It’s been a crappy month.
There. I said it. I try to be more positive and inspirational with what I say here, but, sometimes it’s tough just not to vent.
That’s half the reason we blog, anyway, right? If we can’t vent here, where can we?
As most of you know, I was laid off a few months back. If you’ve been reading, you also know that my wife, Kim, and I just had our first baby, and that I’ve recently started my own web design business from out of our home.
It’s been a roller coaster ride.
Up until a month ago, life was pretty good. Business was steadily rolling in. It felt like I really had a handle on things. I was working from home, and I felt truly free for the first time in my adult life.

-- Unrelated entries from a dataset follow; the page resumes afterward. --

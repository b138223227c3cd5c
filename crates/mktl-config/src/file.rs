//! On-disk layout for the configuration store.
//!
//! ```text
//! <directory>/daemon/store/<store>/<alias>.json   item definitions, as authored
//! <directory>/daemon/store/<store>/<alias>.uuid   this daemon's minted identity
//! <directory>/client/cache/<store>/<uuid>.json    full block, as last seen on the wire
//! ```
//!
//! `<directory>` is `$MKTL_HOME`, falling back to `$HOME/.mktl`.

use std::collections::BTreeMap;
use std::path::{Path, PathBuf};

use once_cell::sync::OnceCell;
use uuid::Uuid;

use crate::block::{Block, ItemConfig};
use crate::error::Error;
use crate::Result;

static DIRECTORY: OnceCell<PathBuf> = OnceCell::new();

/// Root directory for all mKTL configuration state on this host.
pub fn directory() -> Result<&'static Path> {
    DIRECTORY
        .get_or_try_init(|| {
            if let Ok(home) = std::env::var("MKTL_HOME") {
                return Ok(PathBuf::from(home));
            }
            let home = std::env::var("HOME").map_err(|_| Error::NoHome)?;
            Ok(PathBuf::from(home).join(".mktl"))
        })
        .map(|p| p.as_path())
}

fn ensure_parent(path: &Path) -> Result<()> {
    if let Some(parent) = path.parent() {
        std::fs::create_dir_all(parent).map_err(|source| Error::Io {
            path: parent.to_path_buf(),
            source,
        })?;
        set_dir_mode(parent)?;
    }
    Ok(())
}

#[cfg(unix)]
fn set_dir_mode(path: &Path) -> Result<()> {
    use std::os::unix::fs::PermissionsExt;
    std::fs::set_permissions(path, std::fs::Permissions::from_mode(0o775)).map_err(|source| Error::Io {
        path: path.to_path_buf(),
        source,
    })
}

#[cfg(not(unix))]
fn set_dir_mode(_path: &Path) -> Result<()> {
    Ok(())
}

#[cfg(unix)]
fn set_file_mode(path: &Path) -> Result<()> {
    use std::os::unix::fs::PermissionsExt;
    std::fs::set_permissions(path, std::fs::Permissions::from_mode(0o664)).map_err(|source| Error::Io {
        path: path.to_path_buf(),
        source,
    })
}

#[cfg(not(unix))]
fn set_file_mode(_path: &Path) -> Result<()> {
    Ok(())
}

pub fn daemon_config_path(store: &str, alias: &str) -> Result<PathBuf> {
    Ok(directory()?.join("daemon").join("store").join(store).join(format!("{alias}.json")))
}

pub fn daemon_uuid_path(store: &str, alias: &str) -> Result<PathBuf> {
    Ok(directory()?.join("daemon").join("store").join(store).join(format!("{alias}.uuid")))
}

pub fn client_cache_path(store: &str, uuid: &Uuid) -> Result<PathBuf> {
    Ok(directory()?.join("client").join("cache").join(store).join(format!("{uuid}.json")))
}

fn read_json<T: serde::de::DeserializeOwned>(path: &Path) -> Result<T> {
    let raw = std::fs::read_to_string(path).map_err(|source| Error::Io {
        path: path.to_path_buf(),
        source,
    })?;
    serde_json::from_str(&raw).map_err(|source| Error::Json {
        path: path.to_path_buf(),
        source,
    })
}

fn write_json<T: serde::Serialize>(path: &Path, value: &T) -> Result<()> {
    ensure_parent(path)?;
    let raw = serde_json::to_string_pretty(value).map_err(|source| Error::Json {
        path: path.to_path_buf(),
        source,
    })?;
    std::fs::write(path, raw).map_err(|source| Error::Io {
        path: path.to_path_buf(),
        source,
    })?;
    set_file_mode(path)
}

/// Load (or mint) the persistent identity for a daemon's configuration
/// alias, and the item definitions that go with it.
pub fn load_daemon(store: &str, alias: &str) -> Result<Block> {
    let config_path = daemon_config_path(store, alias)?;
    let uuid_path = daemon_uuid_path(store, alias)?;

    let items: BTreeMap<String, ItemConfig> = if config_path.exists() {
        read_json(&config_path)?
    } else {
        BTreeMap::new()
    };

    let uuid = if uuid_path.exists() {
        let raw = std::fs::read_to_string(&uuid_path).map_err(|source| Error::Io {
            path: uuid_path.clone(),
            source,
        })?;
        Uuid::parse_str(raw.trim()).unwrap_or_else(|_| Uuid::new_v4())
    } else {
        let fresh = Uuid::new_v4();
        ensure_parent(&uuid_path)?;
        std::fs::write(&uuid_path, fresh.to_string()).map_err(|source| Error::Io {
            path: uuid_path.clone(),
            source,
        })?;
        set_file_mode(&uuid_path)?;
        fresh
    };

    let mut block = Block::new(uuid, store);
    block.items = items;
    Ok(block)
}

pub fn save_daemon(block: &Block, alias: &str) -> Result<()> {
    let config_path = daemon_config_path(&block.store, alias)?;
    write_json(&config_path, &block.items)
}

pub fn load_client(store: &str, uuid: &Uuid) -> Result<Block> {
    let path = client_cache_path(store, uuid)?;
    read_json(&path)
}

/// Load every cached block for `store`, regardless of UUID.
///
/// Used when a store hasn't been seen before and no UUID is known yet;
/// mirrors `Config.load()`'s no-`specific`-argument form, which scans the
/// whole `client/cache/<store>/` directory rather than one known file.
pub fn load_client_dir(store: &str) -> Result<Vec<Block>> {
    let dir = directory()?.join("client").join("cache").join(store);
    if !dir.exists() {
        return Ok(Vec::new());
    }
    let entries = std::fs::read_dir(&dir).map_err(|source| Error::Io {
        path: dir.clone(),
        source,
    })?;

    let mut blocks = Vec::new();
    for entry in entries {
        let entry = entry.map_err(|source| Error::Io {
            path: dir.clone(),
            source,
        })?;
        let path = entry.path();
        if path.extension().and_then(|e| e.to_str()) != Some("json") {
            continue;
        }
        blocks.push(read_json(&path)?);
    }
    Ok(blocks)
}

pub fn save_client(block: &Block) -> Result<()> {
    let path = client_cache_path(&block.store, &block.uuid)?;
    write_json(&path, block)
}

#[cfg(test)]
mod tests {
    use super::*;

    fn with_mktl_home<R>(f: impl FnOnce(&Path) -> R) -> R {
        let dir = tempfile::tempdir().unwrap();
        std::env::set_var("MKTL_HOME", dir.path());
        // The directory() cache is process-global and memoized once; tests
        // that need a fresh value run in their own process via `cargo test`'s
        // default one-thread-per-test isolation is not guaranteed, so these
        // tests only exercise the path-building helpers, not the OnceCell.
        f(dir.path())
    }

    #[test]
    fn daemon_paths_are_namespaced_by_store_and_alias() {
        with_mktl_home(|_dir| {
            let cfg = daemon_config_path("mystore", "default").unwrap();
            assert!(cfg.ends_with("daemon/store/mystore/default.json"));
            let uuid_path = daemon_uuid_path("mystore", "default").unwrap();
            assert!(uuid_path.ends_with("daemon/store/mystore/default.uuid"));
        });
    }

    #[test]
    fn client_cache_path_is_namespaced_by_store_and_uuid() {
        with_mktl_home(|_dir| {
            let uuid = Uuid::nil();
            let path = client_cache_path("mystore", &uuid).unwrap();
            assert!(path.ends_with(format!("client/cache/mystore/{uuid}.json")));
        });
    }

    #[test]
    fn load_client_dir_returns_empty_for_unknown_store() {
        with_mktl_home(|_dir| {
            let blocks = load_client_dir("nosuchstore").unwrap();
            assert!(blocks.is_empty());
        });
    }

    #[test]
    fn load_client_dir_collects_every_cached_uuid() {
        with_mktl_home(|_dir| {
            let a = Block::new(Uuid::new_v4(), "mystore");
            let b = Block::new(Uuid::new_v4(), "mystore");
            save_client(&a).unwrap();
            save_client(&b).unwrap();

            let mut blocks = load_client_dir("mystore").unwrap();
            blocks.sort_by_key(|blk| blk.uuid);
            let mut expected = vec![a.uuid, b.uuid];
            expected.sort();
            assert_eq!(blocks.into_iter().map(|blk| blk.uuid).collect::<Vec<_>>(), expected);
        });
    }
}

But, then it dried up. I couldn’t land a project to save my life. I’ve had lots of leads, but they’ve all ended in either no callbacks or, like most recently, in the potential client deciding to create their own website because it’s cheaper (but tremendously uglier).
The well was tapped.
I’ve tried advertising on various sites. I’ve written hundreds of emails and made phone calls. But, it just hasn’t come together.
Within the last week or so, I’ve heard from several friends about the idea of “praying expectantly.” You know it when God is clearly speaking to you through other people in your life. It’s like, everywhere you go, you keep hearing the same message. You can’t escape it.
So, I’m in the middle of giving it a whirl. I’m praying that God will send work my way, but I’m being more intentional than that. Today is Wednesday. I’m praying that God will send a big job by the end of the week (Sunday). Preferably, it would be a job that would pay another month’s worth of bills for us, since it as a goal of ours to never get to a point where we didn’t have at least one month’s bills worth of money in the bank.
We’re dangerously close to the line right now, but we’re trying to trust God and His providence.
I’m not sure how it will happen. Maybe I’ll get an email or a phone call, today, confirming a new client. Maybe I’ll go out to the mailbox to find a big, anonymous check in the mail.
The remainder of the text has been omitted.